* Work required *
Exactly as given, reproduce the records in full.

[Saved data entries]
//! Deterministic draw helpers over the generator's stream cipher RNG.

use rand_chacha::{
    ChaCha8Rng,
    rand_core::{Rng, SeedableRng},
};

pub(super) fn rng_from_seed(seed: u64) -> ChaCha8Rng {
    ChaCha8Rng::seed_from_u64(seed)
}

pub(super) fn range_usize(rng: &mut ChaCha8Rng, min_value: usize, max_value: usize) -> usize {
    debug_assert!(min_value <= max_value);
    let range_size = max_value - min_value + 1;
    min_value + (rng.next_u64() as usize % range_size)
}

pub(super) fn coin_flip(rng: &mut ChaCha8Rng) -> bool {
    rng.next_u64() & 1 == 0
}

/// Uniform draw in `[0, 1)` built from the top 53 bits of one output word.
pub(super) fn unit_f64(rng: &mut ChaCha8Rng) -> f64 {
    (rng.next_u64() >> 11) as f64 / (1_u64 << 53) as f64
}

pub(super) fn pick<T: Copy>(rng: &mut ChaCha8Rng, slice: &[T]) -> T {
    slice[rng.next_u64() as usize % slice.len()]
}

pub(super) fn shuffle<T>(rng: &mut ChaCha8Rng, slice: &mut [T]) {
    for i in (1..slice.len()).rev() {
        let j = rng.next_u64() as usize % (i + 1);
        slice.swap(i, j);
    }
}

#[cfg(test)]
mod tests {
    use super::*;

    #[test]
    fn range_usize_stays_inside_requested_bounds() {
        let mut rng = rng_from_seed(12_345);
        for _ in 0..100 {
            let value = range_usize(&mut rng, 7, 13);
            assert!((7..=13).contains(&value));
        }
    }

    #[test]
    fn unit_f64_stays_in_half_open_interval() {
        let mut rng = rng_from_seed(9);
        for _ in 0..1_000 {
            let value = unit_f64(&mut rng);
            assert!((0.0..1.0).contains(&value));
        }
    }

    #[test]
    fn coin_flip_lands_on_both_sides() {
        let mut rng = rng_from_seed(7);
        let mut heads = 0;
        let mut tails = 0;
        for _ in 0..200 {
            if coin_flip(&mut rng) {
                heads += 1;
            } else {
                tails += 1;
            }
        }
        assert!(heads > 0 && tails > 0);
    }

    #[test]
    fn shuffle_permutes_without_losing_elements() {
        let mut rng = rng_from_seed(31);
        let mut values: Vec<u32> = (0..16).collect();
        shuffle(&mut rng, &mut values);
        let mut sorted = values.clone();
        sorted.sort_unstable();
        assert_eq!(sorted, (0..16).collect::<Vec<u32>>());
    }

    #[test]
    fn same_seed_replays_the_same_draw_sequence() {
        let mut a = rng_from_seed(404);
        let mut b = rng_from_seed(404);
        for _ in 0..50 {
            assert_eq!(range_usize(&mut a, 0, 99), range_usize(&mut b, 0, 99));
        }
    }
}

* Written solution *
//! Deterministic draw helpers over the generator's stream cipher RNG.

use rand_chacha::{
    ChaCha8Rng,
    rand_core::{Rng, SeedableRng},
};

pub(super) fn rng_from_seed(seed: u64) -> ChaCha8Rng {
    ChaCha8Rng::seed_from_u64(seed)
}

pub(super) fn range_usize(rng: &mut ChaCha8Rng, min_value: usize, max_value: usize) -> usize {
    debug_assert!(min_value <= max_value);
    let range_size = max_value - min_value + 1;
    min_value + (rng.next_u64() as usize % range_size)
}

pub(super) fn coin_flip(rng: &mut ChaCha8Rng) -> bool {
    rng.next_u64() & 1 == 0
}

/// Uniform draw in `[0, 1)` built from the top 53 bits of one output word.
pub(super) fn unit_f64(rng: &mut ChaCha8Rng) -> f64 {
    (rng.next_u64() >> 11) as f64 / (1_u64 << 53) as f64
}

pub(super) fn pick<T: Copy>(rng: &mut ChaCha8Rng, slice: &[T]) -> T {
    slice[rng.next_u64() as usize % slice.len()]
}

pub(super) fn shuffle<T>(rng: &mut ChaCha8Rng, slice: &mut [T]) {
    for i in (1..slice.len()).rev() {
        let j = rng.next_u64() as usize % (i + 1);
        slice.swap(i, j);
    }
}

#[cfg(test)]
mod tests {
    use super::*;

    #[test]
    fn range_usize_stays_inside_requested_bounds() {
        let mut rng = rng_from_seed(12_345);
        for _ in 0..100 {
            let value = range_usize(&mut rng, 7, 13);
            assert!((7..=13).contains(&value));
        }
    }

    #[test]
    fn unit_f64_stays_in_half_open_interval() {
        let mut rng = rng_from_seed(9);
        for _ in 0..1_000 {
            let value = unit_f64(&mut rng);
            assert!((0.0..1.0).contains(&value));
        }
    }

    #[test]
    fn coin_flip_lands_on_both_sides() {
        let mut rng = rng_from_seed(7);
        let mut heads = 0;
        let mut tails = 0;
        for _ in 0..200 {
            if coin_flip(&mut rng) {
                heads += 1;
            } else {
                tails += 1;
            }
        }
        assert!(heads > 0 && tails > 0);
    }

    #[test]
    fn shuffle_permutes_without_losing_elements() {
        let mut rng = rng_from_seed(31);
        let mut values: Vec<u32> = (0..16).collect();
        shuffle(&mut rng, &mut values);
        let mut sorted = values.clone();
        sorted.sort_unstable();
        assert_eq!(sorted, (0..16).collect::<Vec<u32>>());
    }

    #[test]
    fn same_seed_replays_the_same_draw_sequence() {
        let mut a = rng_from_seed(404);
        let mut b = rng_from_seed(404);
        for _ in 0..50 {
            assert_eq!(range_usize(&mut a, 0, 99), range_usize(&mut b, 0, 99));
        }
    }
}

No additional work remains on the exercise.